What this task involves
So that nothing is lost, transcribe each line of the records exactly.

Data records
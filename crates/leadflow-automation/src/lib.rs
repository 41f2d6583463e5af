//! # Leadflow Automation
//!
//! The automation controller: for one lead, resolve the stage template,
//! substitute variables, send through the mailer, and apply the stage
//! transition — recording history and errors along the way. Plus the
//! periodic runner that stands in for an external cron trigger.

pub mod controller;
pub mod runner;

pub use controller::{AutomationController, AutomationSettings, ProcessOutcome, SkipReason};
pub use runner::{run_once, spawn_automation_loop};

The answer
filename crates/leadflow-automation/src/lib.rs
repository 41f2d6583463e5af
//! # Leadflow Automation
//!
//! The automation controller: for one lead, resolve the stage template,
//! substitute variables, send through the mailer, and apply the stage
//! transition — recording history and errors along the way. Plus the
//! periodic runner that stands in for an external cron trigger.

pub mod controller;
pub mod runner;

pub use controller::{AutomationController, AutomationSettings, ProcessOutcome, SkipReason};
pub use runner::{run_once, spawn_automation_loop};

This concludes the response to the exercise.